Every line below must be given again exactly.
BEGIN Provided records
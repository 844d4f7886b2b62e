use anyhow::Context as _;
use futures::StreamExt as _;
use serde_json::json;
use std::time::Duration;
use tokio::io::AsyncBufReadExt as _;
use tokio_util::io::StreamReader;

/// Minimal MCP client for the streamable HTTP endpoint (`/mcp`), for integration tests only.
pub struct McpStreamableHttpSession {
    client: reqwest::Client,
    base_url: String,
    session_id: String,
    server_info: serde_json::Value,
}

impl McpStreamableHttpSession {
    pub async fn connect(base_url: &str) -> anyhow::Result<Self> {
        let client = reqwest::Client::new();
        let base_url = base_url.trim_end_matches('/').to_string();

        let init_resp = post_mcp(
            &client,
            &base_url,
            None,
            json!({
                "jsonrpc": "2.0",
                "id": 0,
                "method": "initialize",
                "params": {
                    "protocolVersion": "2024-11-05",
                    "capabilities": {},
                    "clientInfo": { "name": "hookrelay-mcp-server-integration-tests", "version": "0" }
                }
            }),
        )
        .await?;

        let session_id = init_resp
            .headers()
            .get("Mcp-Session-Id")
            .and_then(|h| h.to_str().ok())
            .context("missing Mcp-Session-Id header")?
            .to_string();

        let init_msg = read_first_event_stream_json_message(init_resp).await?;
        anyhow::ensure!(init_msg.get("id") == Some(&json!(0)), "unexpected init id");
        let server_info = init_msg
            .pointer("/result/serverInfo")
            .cloned()
            .context("initialize missing result.serverInfo")?;

        let initialized_resp = post_mcp(
            &client,
            &base_url,
            Some(&session_id),
            json!({"jsonrpc": "2.0", "method": "notifications/initialized"}),
        )
        .await?;

        anyhow::ensure!(
            initialized_resp.status().as_u16() == 202,
            "POST /mcp notifications/initialized returned {}",
            initialized_resp.status()
        );

        Ok(Self {
            client,
            base_url,
            session_id,
            server_info,
        })
    }

    pub fn server_info(&self) -> &serde_json::Value {
        &self.server_info
    }

    pub async fn request(
        &self,
        id: u64,
        method: &str,
        params: serde_json::Value,
        timeout_dur: Duration,
    ) -> anyhow::Result<serde_json::Value> {
        let resp = post_mcp(
            &self.client,
            &self.base_url,
            Some(&self.session_id),
            json!({
                "jsonrpc": "2.0",
                "id": id,
                "method": method,
                "params": params,
            }),
        )
        .await?;

        let msg = tokio::time::timeout(timeout_dur, read_first_event_stream_json_message(resp))
            .await
            .context("timeout waiting for event-stream response")??;

        Ok(msg)
    }
}

/// The JSON body a `tools/call` returned: `structuredContent.body` when present, otherwise
/// `content[0].text` parsed as JSON.
///
/// # Errors
///
/// Returns an error if the message has no tool result or the text is not JSON.
pub fn tool_call_body_json(msg: &serde_json::Value) -> anyhow::Result<serde_json::Value> {
    let result = msg.get("result").context("tools/call missing result")?;

    if let Some(sc) = result.get("structuredContent") {
        return sc
            .get("body")
            .cloned()
            .context("tools/call missing result.structuredContent.body");
    }

    let text = result
        .pointer("/content/0/text")
        .and_then(serde_json::Value::as_str)
        .context("tools/call missing result.content[0].text")?;
    serde_json::from_str(text).context("tools/call text is not JSON")
}

async fn post_mcp(
    client: &reqwest::Client,
    base_url: &str,
    session_id: Option<&str>,
    body: serde_json::Value,
) -> anyhow::Result<reqwest::Response> {
    let mut req = client
        .post(format!("{base_url}/mcp"))
        .header("Accept", "application/json, text/event-stream")
        .header("Content-Type", "application/json")
        .json(&body);

    if let Some(session_id) = session_id {
        req = req.header("Mcp-Session-Id", session_id);
    }

    req.send()
        .await
        .context("POST /mcp")?
        .error_for_status()
        .context("POST /mcp status")
}

async fn read_first_event_stream_json_message(
    resp: reqwest::Response,
) -> anyhow::Result<serde_json::Value> {
    let mut stream = resp.bytes_stream();
    let byte_stream = futures::stream::poll_fn(move |cx| stream.poll_next_unpin(cx))
        .map(|r| r.map_err(std::io::Error::other));
    let reader = StreamReader::new(byte_stream);
    let mut lines = tokio::io::BufReader::new(reader).lines();

    let mut data_lines: Vec<String> = Vec::new();
    while let Ok(Some(line)) = lines.next_line().await {
        let line = line.trim_end();

        if line.is_empty() {
            if data_lines.is_empty() {
                continue;
            }
            let data = data_lines.join("\n");
            return serde_json::from_str(&data).context("parse event-stream data as JSON");
        }

        if let Some(v) = line.strip_prefix("data:") {
            let v = v.trim();
            // Priming events carry an empty data field.
            if !v.is_empty() {
                data_lines.push(v.to_string());
            }
        }
    }

    anyhow::bail!("event-stream ended without a JSON message")
}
END Provided records
### Answer box
repository 844d4f7886b2b62e
use anyhow::Context as _;
use futures::StreamExt as _;
use serde_json::json;
use std::time::Duration;
use tokio::io::AsyncBufReadExt as _;
use tokio_util::io::StreamReader;

/// Minimal MCP client for the streamable HTTP endpoint (`/mcp`), for integration tests only.
pub struct McpStreamableHttpSession {
    client: reqwest::Client,
    base_url: String,
    session_id: String,
    server_info: serde_json::Value,
}

impl McpStreamableHttpSession {
    pub async fn connect(base_url: &str) -> anyhow::Result<Self> {
        let client = reqwest::Client::new();
        let base_url = base_url.trim_end_matches('/').to_string();

        let init_resp = post_mcp(
            &client,
            &base_url,
            None,
            json!({
                "jsonrpc": "2.0",
                "id": 0,
                "method": "initialize",
                "params": {
                    "protocolVersion": "2024-11-05",
                    "capabilities": {},
                    "clientInfo": { "name": "hookrelay-mcp-server-integration-tests", "version": "0" }
                }
            }),
        )
        .await?;

        let session_id = init_resp
            .headers()
            .get("Mcp-Session-Id")
            .and_then(|h| h.to_str().ok())
            .context("missing Mcp-Session-Id header")?
            .to_string();

        let init_msg = read_first_event_stream_json_message(init_resp).await?;
        anyhow::ensure!(init_msg.get("id") == Some(&json!(0)), "unexpected init id");
        let server_info = init_msg
            .pointer("/result/serverInfo")
            .cloned()
            .context("initialize missing result.serverInfo")?;

        let initialized_resp = post_mcp(
            &client,
            &base_url,
            Some(&session_id),
            json!({"jsonrpc": "2.0", "method": "notifications/initialized"}),
        )
        .await?;

        anyhow::ensure!(
            initialized_resp.status().as_u16() == 202,
            "POST /mcp notifications/initialized returned {}",
            initialized_resp.status()
        );

        Ok(Self {
            client,
            base_url,
            session_id,
            server_info,
        })
    }

    pub fn server_info(&self) -> &serde_json::Value {
        &self.server_info
    }

    pub async fn request(
        &self,
        id: u64,
        method: &str,
        params: serde_json::Value,
        timeout_dur: Duration,
    ) -> anyhow::Result<serde_json::Value> {
        let resp = post_mcp(
            &self.client,
            &self.base_url,
            Some(&self.session_id),
            json!({
                "jsonrpc": "2.0",
                "id": id,
                "method": method,
                "params": params,
            }),
        )
        .await?;

        let msg = tokio::time::timeout(timeout_dur, read_first_event_stream_json_message(resp))
            .await
            .context("timeout waiting for event-stream response")??;

        Ok(msg)
    }
}

/// The JSON body a `tools/call` returned: `structuredContent.body` when present, otherwise
/// `content[0].text` parsed as JSON.
///
/// # Errors
///
/// Returns an error if the message has no tool result or the text is not JSON.
pub fn tool_call_body_json(msg: &serde_json::Value) -> anyhow::Result<serde_json::Value> {
    let result = msg.get("result").context("tools/call missing result")?;

    if let Some(sc) = result.get("structuredContent") {
        return sc
            .get("body")
            .cloned()
            .context("tools/call missing result.structuredContent.body");
    }

    let text = result
        .pointer("/content/0/text")
        .and_then(serde_json::Value::as_str)
        .context("tools/call missing result.content[0].text")?;
    serde_json::from_str(text).context("tools/call text is not JSON")
}

async fn post_mcp(
    client: &reqwest::Client,
    base_url: &str,
    session_id: Option<&str>,
    body: serde_json::Value,
) -> anyhow::Result<reqwest::Response> {
    let mut req = client
        .post(format!("{base_url}/mcp"))
        .header("Accept", "application/json, text/event-stream")
        .header("Content-Type", "application/json")
        .json(&body);

    if let Some(session_id) = session_id {
        req = req.header("Mcp-Session-Id", session_id);
    }

    req.send()
        .await
        .context("POST /mcp")?
        .error_for_status()
        .context("POST /mcp status")
}

async fn read_first_event_stream_json_message(
    resp: reqwest::Response,
) -> anyhow::Result<serde_json::Value> {
    let mut stream = resp.bytes_stream();
    let byte_stream = futures::stream::poll_fn(move |cx| stream.poll_next_unpin(cx))
        .map(|r| r.map_err(std::io::Error::other));
    let reader = StreamReader::new(byte_stream);
    let mut lines = tokio::io::BufReader::new(reader).lines();

    let mut data_lines: Vec<String> = Vec::new();
    while let Ok(Some(line)) = lines.next_line().await {
        let line = line.trim_end();

        if line.is_empty() {
            if data_lines.is_empty() {
                continue;
            }
            let data = data_lines.join("\n");
            return serde_json::from_str(&data).context("parse event-stream data as JSON");
        }

        if let Some(v) = line.strip_prefix("data:") {
            let v = v.trim();
            // Priming events carry an empty data field.
            if !v.is_empty() {
                data_lines.push(v.to_string());
            }
        }
    }

    anyhow::bail!("event-stream ended without a JSON message")
}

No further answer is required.